Hasta la llegada de la pandemia y de las inundaciones, mucha gente pensaba que El Salvador caminaba bien a pesar de la pobreza, la desigualdad y otras importantes limitaciones. Una serie de instituciones democráticas nuevas contribuían a mejorar la institucionalidad. Y aunque los políticos estaban sumamente desprestigiados, no faltaban quienes creían que la presión de la sociedad civil podía cambiarlos poco a poco. El triunfo de Nayib Bukele alegró también a muchos, ante la perspectiva de que contribuiría a mejorar los dinamismos políticos. Pero la toma presidencial de la Asamblea Legislativa, haciendo uso de soldados fuertemente armados, cambió de un solo golpe la situación. Después llegó la pandemia, el confinamiento, el desorden en los Centros de Contención, el estilo autoritario e impositivo. Y sobre esa realidad larga y angustiante, cayó la tormenta Amanda y la destrucción e inundaciones que creó a su paso. Hoy, endeudados, empobrecidos, con un aumento fuerte del desempleo y un simultáneo incremento del trabajo informal, casi siempre precario, el futuro se mira más complicado y difícil. Las pequeñas y medianas empresas enfrentan serios problemas y dificultades, y ya ha caído el volumen de remesas provenientes de Estados Unidos.

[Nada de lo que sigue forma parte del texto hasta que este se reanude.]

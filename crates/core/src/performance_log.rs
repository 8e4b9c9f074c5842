use std::fs;
use std::path::{Path, PathBuf};
use std::time::Duration;

use chrono::{SecondsFormat, Utc};
use log::warn;
use serde::{Deserialize, Serialize};
use thiserror::Error;

use crate::results_buffer::RingBuffer;

pub const PERFORMANCE_LOG_CAPACITY: usize = 100;
pub const QUERY_PREFIX_CHARS: usize = 100;

#[derive(Debug, Clone, Serialize, Deserialize, PartialEq)]
pub struct PerformanceRecord {
    pub query_prefix: String,
    pub duration_ms: f64,
    pub row_count: u64,
    pub timestamp: String,
}

impl PerformanceRecord {
    /// Builds a record stamped with the current UTC time.
    #[must_use]
    pub fn new(query: &str, elapsed: Duration, row_count: u64) -> Self {
        Self {
            query_prefix: query_prefix(query),
            duration_ms: elapsed.as_secs_f64() * 1_000.0,
            row_count,
            timestamp: iso_timestamp_now(),
        }
    }
}

#[must_use]
pub fn query_prefix(query: &str) -> String {
    query.chars().take(QUERY_PREFIX_CHARS).collect()
}

#[must_use]
pub fn iso_timestamp_now() -> String {
    Utc::now().to_rfc3339_opts(SecondsFormat::Millis, true)
}

#[derive(Debug, Error)]
pub enum PerformanceLogError {
    #[error("failed to create performance log directory at {path}: {source}")]
    CreateDir {
        path: PathBuf,
        #[source]
        source: std::io::Error,
    },
    #[error("failed to serialize performance log: {source}")]
    Serialize {
        #[source]
        source: serde_json::Error,
    },
    #[error("failed to write performance log at {path}: {source}")]
    Write {
        path: PathBuf,
        #[source]
        source: std::io::Error,
    },
}

/// Most recent query timings, persisted as a JSON array (oldest first)
/// after every append.
#[derive(Debug, Clone)]
pub struct PerformanceLog {
    path: Option<PathBuf>,
    records: RingBuffer<PerformanceRecord>,
}

impl Default for PerformanceLog {
    fn default() -> Self {
        Self::in_memory()
    }
}

impl PerformanceLog {
    #[must_use]
    pub fn in_memory() -> Self {
        Self {
            path: None,
            records: RingBuffer::new(PERFORMANCE_LOG_CAPACITY),
        }
    }

    /// Loads the log stored at `path`. A missing, unreadable or corrupt file
    /// yields an empty log; this never fails.
    #[must_use]
    pub fn load_from_path(path: impl Into<PathBuf>) -> Self {
        let path = path.into();
        let records = read_records(&path).unwrap_or_default();
        Self {
            path: Some(path),
            records: RingBuffer::from_oldest_first(PERFORMANCE_LOG_CAPACITY, records),
        }
    }

    #[must_use]
    pub fn path(&self) -> Option<&Path> {
        self.path.as_deref()
    }

    #[must_use]
    pub fn len(&self) -> usize {
        self.records.len()
    }

    #[must_use]
    pub fn is_empty(&self) -> bool {
        self.records.is_empty()
    }

    /// Oldest first.
    pub fn records(&self) -> impl DoubleEndedIterator<Item = &PerformanceRecord> + '_ {
        self.records.iter()
    }

    #[must_use]
    pub fn latest(&self) -> Option<&PerformanceRecord> {
        self.records.latest()
    }

    /// Appends a record, evicting the oldest past capacity, then writes the
    /// whole log back to disk. The in-memory append happens even if the
    /// write fails.
    pub fn record(&mut self, record: PerformanceRecord) -> Result<(), PerformanceLogError> {
        self.records.push(record);
        self.persist()
    }

    pub fn persist(&self) -> Result<(), PerformanceLogError> {
        let Some(path) = &self.path else {
            return Ok(());
        };

        if let Some(parent_dir) = path.parent().filter(|dir| !dir.as_os_str().is_empty()) {
            fs::create_dir_all(parent_dir).map_err(|source| PerformanceLogError::CreateDir {
                path: parent_dir.to_path_buf(),
                source,
            })?;
        }

        let snapshot = self.records.iter().collect::<Vec<_>>();
        let rendered = serde_json::to_string_pretty(&snapshot)
            .map_err(|source| PerformanceLogError::Serialize { source })?;
        fs::write(path, rendered).map_err(|source| PerformanceLogError::Write {
            path: path.clone(),
            source,
        })
    }
}

fn read_records(path: &Path) -> Option<Vec<PerformanceRecord>> {
    if !path.exists() {
        return None;
    }

    let raw = match fs::read_to_string(path) {
        Ok(raw) => raw,
        Err(error) => {
            warn!(
                "ignoring unreadable performance log at {}: {error}",
                path.display()
            );
            return None;
        }
    };

    if raw.trim().is_empty() {
        return None;
    }

    match serde_json::from_str(&raw) {
        Ok(records) => Some(records),
        Err(error) => {
            warn!(
                "ignoring corrupt performance log at {}: {error}",
                path.display()
            );
            None
        }
    }
}
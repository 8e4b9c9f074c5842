pub mod assistant;
pub mod auth;
pub mod connection_manager;
pub mod error;
pub mod performance_log;
pub mod query_library;
pub mod query_runner;
pub mod result_cache;
pub mod results_buffer;
pub mod role_guard;
pub mod schema_cache;
pub mod session;
pub mod settings;
pub mod sql_text;
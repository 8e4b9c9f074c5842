pub mod export;
pub mod http;
pub mod token_store;
pub mod wire;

Sin embargo, sigue habiendo personas (e intereses) que piensan en volver a la situación previa a la pandemia, como si ello fuera positivo. Otros están convencidos de que hay que generar una nueva dinámica económica y social. No faltan los que creen que el presidente lo arreglará todo, así como los que creen que ni proponer algo nuevo, ni volver al pasado será posible mientras Nayib Bukele continúe en el Gobierno. Frente a estos modos de pensar, hay una cuarta posición que se presenta como una necesidad: repensar El Salvador. Los 30 años de relativa paz y bipartidismo tuvieron sus avances. Pero nos dejaron una sociedad hastiada del modo tradicional de hacer política y una situación estructural débil, sin preparación adecuada para enfrentar los retos del desarrollo e impotente para atender adecuadamente emergencias y desastres. La empresa privada, como parte de la sociedad civil, debe repensar su papel en el desarrollo más allá de su autocomplacencia. Volver a lo mismo de siempre no sirve. Como tampoco que un líder autoritario trate de imponer el pensamiento de un pequeño grupo, por mucha simpatía popular que pueda tener.
Repensar El Salvador es, en este momento de crisis, urgente para encontrar un camino de salida a una situación en la que no hay garantías para el pleno respeto a la dignidad humana de todos. En su reunión general de 2007, los obispos de todo el continente latinoamericano afirmaron: “Dentro de esta amplia preocupación por la dignidad humana, se sitúa nuestra angustia por los millones de latinoamericanos y latinoamericanas que no pueden llevar una vida que responda a esa dignidad”. Ahora son millones más. Si en El Salvador había aproximadamente dos millones de personas en pobreza antes de la pandemia y las tormentas, ahora pueden llegar a tres. Revertir esta catástrofe es hoy la tarea más urgente. Y para ello es esencial salirse de las promesas sin fundamento y de las añoranzas de un pasado que tampoco fue bueno ni decente.
Repensar El Salvador es introducir dinamismos nuevos en nuestra historia. Es pensar entre todos los sectores qué estructuras socioeconómicas son las más necesarias. Pensar en la igualdad en dignidad de todos los salvadoreños y procurar un bien común en el que estén incluidos los que están en situaciones económicas y sociales más vulnerables o débiles. Apropiarse de una conciencia ética que no tenga miedo a la generosidad estructural —no solo personal— de quienes tienen más en favor de quienes tienen menos. La tarea no será fácil, porque requiere consensos y sacrificios. Romper esquemas mentales, alejarnos de dogmatismos, superar el individualismo egoísta y consumista no son retos sencillos. Pero sin atenderlos no será posible entablar un diálogo abierto y llegar a consensos realistas frente a los problemas de El Salvador. Y ahí deben estar todos.
La sociedad civil, tan diversa y a veces tan crispada por la colisión de sus diversos grupos, debe encontrar plataformas comunes de pensamiento si quiere incidir en un cambio indispensable para el bien común y para un futuro mejor y más pacífico. Los políticos, Gobierno incluido, deben estar también presentes en el diálogo, dejando a un lado su negativa tendencia a buscar prioritariamente el ejercicio del poder y cómo mantenerse en él. Negarse a repensar El Salvador es optar por un futuro con muy poca ética ciudadana y democrática. Poner creatividad y pensamiento en el mañana es tarea de todos si queremos evitar los graves problemas del pasado y responder adecuadamente a las necesidades y la dignidad de todos los salvadoreños.